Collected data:
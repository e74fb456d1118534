//! Dimension keys that fact rows may reference.

use std::collections::{HashMap, HashSet};

use crate::models::CuratedBatch;

/// Keys of every dimension row available to a batch: rows already in the
/// warehouse plus rows accepted earlier in the same batch.
#[derive(Debug, Clone, Default, PartialEq)]
pub struct KnownKeys {
    pub patients: HashSet<i64>,
    pub providers: HashSet<i64>,
    pub medications: HashSet<i64>,
    /// Canonical diagnosis codes
    pub diagnosis_codes: HashSet<String>,
    /// Lower-cased medication name to id
    pub medication_names: HashMap<String, i64>,
}

impl KnownKeys {
    pub fn new() -> Self {
        Self::default()
    }

    pub fn add_medication(&mut self, medication_id: i64, name: &str) {
        self.medications.insert(medication_id);
        self.medication_names
            .insert(name.trim().to_lowercase(), medication_id);
    }

    /// Add the dimension keys of a curated batch.
    pub fn extend_from_batch(&mut self, batch: &CuratedBatch) {
        self.patients.extend(batch.patients.iter().map(|p| p.id()));
        self.providers.extend(batch.providers.iter().map(|p| p.id()));
        for medication in &batch.medications {
            self.add_medication(medication.medication_id, &medication.medication_name);
        }
        self.diagnosis_codes.extend(
            batch
                .diagnosis_codes
                .iter()
                .map(|d| d.diagnosis_code.clone()),
        );
    }

    /// Case-insensitive medication lookup.
    pub fn medication_by_name(&self, name: &str) -> Option<i64> {
        self.medication_names.get(&name.trim().to_lowercase()).copied()
    }
}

_WHAT THE TASK ASKS:_ Print every entry exactly as it appears.

_WRITTEN REPLY:_
repository e74fb456d1118534
//! Dimension keys that fact rows may reference.

use std::collections::{HashMap, HashSet};

use crate::models::CuratedBatch;

/// Keys of every dimension row available to a batch: rows already in the
/// warehouse plus rows accepted earlier in the same batch.
#[derive(Debug, Clone, Default, PartialEq)]
pub struct KnownKeys {
    pub patients: HashSet<i64>,
    pub providers: HashSet<i64>,
    pub medications: HashSet<i64>,
    /// Canonical diagnosis codes
    pub diagnosis_codes: HashSet<String>,
    /// Lower-cased medication name to id
    pub medication_names: HashMap<String, i64>,
}

impl KnownKeys {
    pub fn new() -> Self {
        Self::default()
    }

    pub fn add_medication(&mut self, medication_id: i64, name: &str) {
        self.medications.insert(medication_id);
        self.medication_names
            .insert(name.trim().to_lowercase(), medication_id);
    }

    /// Add the dimension keys of a curated batch.
    pub fn extend_from_batch(&mut self, batch: &CuratedBatch) {
        self.patients.extend(batch.patients.iter().map(|p| p.id()));
        self.providers.extend(batch.providers.iter().map(|p| p.id()));
        for medication in &batch.medications {
            self.add_medication(medication.medication_id, &medication.medication_name);
        }
        self.diagnosis_codes.extend(
            batch
                .diagnosis_codes
                .iter()
                .map(|d| d.diagnosis_code.clone()),
        );
    }

    /// Case-insensitive medication lookup.
    pub fn medication_by_name(&self, name: &str) -> Option<i64> {
        self.medication_names.get(&name.trim().to_lowercase()).copied()
    }
}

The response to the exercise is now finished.